二代測序主要的使用工具，小編推薦Softberry家的工具，另外生信人是Softberry在中國的代理商。有誰想買的話，可以聯系我們哦。http://www.softberry.com/

平臺上提供的工具基本上從基因組，轉錄組，蛋白組統統都有。免費試用。

                                                                                                        第三代測序技術

一、簡介

第三代測序技術目前在市場上較為活躍的是Pacbio公司的RS II系列 和Sequl系列。二代測序主要的長度較短的問題，Pacbio將會徹底給予解決，目前其讀長在9Kb以上，準確性在85%以上。通量較二代差距很大，目前Sequl的一個cell可以產出5 Gb左右。這個通量目前對于科研市場是消費的起的，但是對于臨床檢測，成本較高。不過值得慶幸的是，他們的CTO承諾18年一個cell可以產出150Gb，到那個時候，基本上就是1萬元denovo 一個人。這對于復雜疾病的破譯非常具有意義。

第三代測序技術是指單分子測序技術。DNA測序時，不需要經過PCR擴增，實現了對每一條DNA分子的單獨測序。第三代測序技術也叫從頭測序技術，即單分子實時DNA測序。

主要包括單分子熒光技術，也就是不需要擴增，每一個分子顯示一種光，然后實時去監控，去讀取。因此這里如何構建一個環境，讓核酸分子單獨發光，去識別是技術難點。

最近國內較火的瀚海基因的GenoCare也是基于單分子熒光技術的。

二、Pacbio主要應用

目前三代數據主要應用在科研市場的兩個方向上，第一個是基因組的組裝，另一個就是全長轉錄組。
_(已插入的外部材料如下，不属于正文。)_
//! Command and output history.
//!
//! Two parallel append-only logs. Entry `i` of the command log produced
//! entry `i` of the output log, and both grow in the same call, so their
//! lengths are always equal. Only [`History::clear`] removes anything.

use crate::config::COMPACT_VIEW_LEN;
use crate::models::{Output, OutputEntry};

/// A submitted command line.
#[derive(Clone, Debug, PartialEq, Eq)]
pub struct CommandEntry {
    /// Position in the log when it was recorded
    pub index: usize,
    /// Raw text as typed
    pub raw: String,
}

/// What the presentation should render.
#[derive(Debug, PartialEq)]
pub struct HistoryView<'a> {
    /// Number of older pairs left out of `entries`
    pub hidden: usize,
    pub entries: Vec<(&'a CommandEntry, &'a OutputEntry)>,
}

#[derive(Clone, Debug, Default)]
pub struct History {
    commands: Vec<CommandEntry>,
    outputs: Vec<OutputEntry>,
    /// Next output ID. Not reset by `clear`.
    next_id: usize,
    compact: bool,
}

impl History {
    pub fn new() -> Self {
        Self::default()
    }

    /// Record a command together with its output.
    pub fn record(&mut self, raw: impl Into<String>, output: Output) -> &OutputEntry {
        let index = self.commands.len();
        self.commands.push(CommandEntry {
            index,
            raw: raw.into(),
        });
        self.outputs.push(OutputEntry::new(self.next_id, output));
        self.next_id += 1;

        debug_assert_eq!(self.commands.len(), self.outputs.len());
        &self.outputs[index]
    }

    /// Empty both logs.
    pub fn clear(&mut self) {
        self.commands.clear();
        self.outputs.clear();
    }

    #[inline]
    pub fn len(&self) -> usize {
        self.commands.len()
    }

    #[inline]
    pub fn is_empty(&self) -> bool {
        self.commands.is_empty()
    }

    pub fn commands(&self) -> &[CommandEntry] {
        &self.commands
    }

    pub fn outputs(&self) -> &[OutputEntry] {
        &self.outputs
    }

    /// Command text `offset` entries back from the newest (0 = newest).
    pub fn recall(&self, offset: usize) -> Option<&str> {
        let len = self.commands.len();
        if offset >= len {
            return None;
        }
        Some(self.commands[len - 1 - offset].raw.as_str())
    }

    /// Rows for the `history` command: 1-based ordinal and command text.
    pub fn numbered(&self) -> Vec<(String, String)> {
        self.commands
            .iter()
            .enumerate()
            .map(|(i, entry)| ((i + 1).to_string(), entry.raw.clone()))
            .collect()
    }

    pub fn is_compact(&self) -> bool {
        self.compact
    }

    pub fn set_compact(&mut self, compact: bool) {
        self.compact = compact;
    }

    pub fn toggle_compact(&mut self) -> bool {
        self.compact = !self.compact;
        self.compact
    }

    /// Pairs to display. The compact view keeps only the newest
    /// [`COMPACT_VIEW_LEN`] pairs and reports how many were hidden.
    pub fn view(&self) -> HistoryView<'_> {
        let skip = if self.compact {
            self.len().saturating_sub(COMPACT_VIEW_LEN)
        } else {
            0
        };

        HistoryView {
            hidden: skip,
            entries: self
                .commands
                .iter()
                .zip(self.outputs.iter())
                .skip(skip)
                .collect(),
        }
    }
}

#[cfg(test)]
mod tests {
    use super::*;

    fn filled(n: usize) -> History {
        let mut history = History::new();
        for i in 0..n {
            history.record(format!("cmd{}", i), Output::system(format!("out{}", i)));
        }
        history
    }

    #[test]
    fn test_record_keeps_logs_aligned() {
        let mut history = History::new();
        let entry = history.record("help", Output::info("..."));
        assert_eq!(entry.id, 0);
        assert_eq!(history.len(), 1);
        assert_eq!(history.outputs().len(), 1);
        assert_eq!(history.commands()[0].index, 0);
    }

    #[test]
    fn test_clear_keeps_ids_unique() {
        let mut history = filled(2);
        history.clear();
        assert!(history.is_empty());
        assert!(history.outputs().is_empty());

        let entry = history.record("pwd", Output::system("/"));
        assert_eq!(entry.id, 2);
        assert_eq!(history.commands()[0].index, 0);
    }

    #[test]
    fn test_recall_from_newest() {
        let history = filled(3);
        assert_eq!(history.recall(0), Some("cmd2"));
        assert_eq!(history.recall(2), Some("cmd0"));
        assert_eq!(history.recall(3), None);
        assert_eq!(History::new().recall(0), None);
    }

    #[test]
    fn test_numbered_is_one_based() {
        let history = filled(2);
        assert_eq!(
            history.numbered(),
            vec![
                ("1".to_string(), "cmd0".to_string()),
                ("2".to_string(), "cmd1".to_string()),
            ]
        );
    }

    #[test]
    fn test_compact_view_hides_without_deleting() {
        let mut history = filled(5);
        history.set_compact(true);

        let view = history.view();
        assert_eq!(view.hidden, 2);
        assert_eq!(view.entries.len(), 3);
        assert_eq!(view.entries[0].0.raw, "cmd2");
        assert_eq!(history.len(), 5);

        assert!(!history.toggle_compact());
        let view = history.view();
        assert_eq!(view.hidden, 0);
        assert_eq!(view.entries.len(), 5);
    }

    #[test]
    fn test_compact_view_short_history() {
        let mut history = filled(2);
        history.set_compact(true);
        let view = history.view();
        assert_eq!(view.hidden, 0);
        assert_eq!(view.entries.len(), 2);
    }
}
全長轉錄組上的應用其實沒啥說的，他不需要組裝，只需要糾錯，然后識別就好了，定量還是利用二代測序。這里就不說了，主要說下三代組裝上的一些情況。

1.糾錯

第一個就是由于三代數據的隨機錯誤很多，因此對數據進行糾錯是繞不過去的，介紹兩款軟件，一款是pacbioToCa，一款是ectool。一個是利用二代數據糾錯，一個是利用contig進行糾錯。

2.組裝

第二個軟件就是三代數據的組裝，推薦celera Assembly。當然肯定還有其他的牛X的軟件因此我們很難拿到。對了，多一句嘴，官網說單獨用三代組裝的話，深度要到40x。

3.混拼

第三個軟件是混拼，也就是二代數據和三代數據一起組裝。軟件為，不廢話，官網要求深度為20x。

4.補洞

第四個軟件是我喜歡的，就是利用三代數據的長片段來填補二代數據組裝完的gao和連接contig為scaffold。推薦軟件PBjerry。官網要求深度為5X。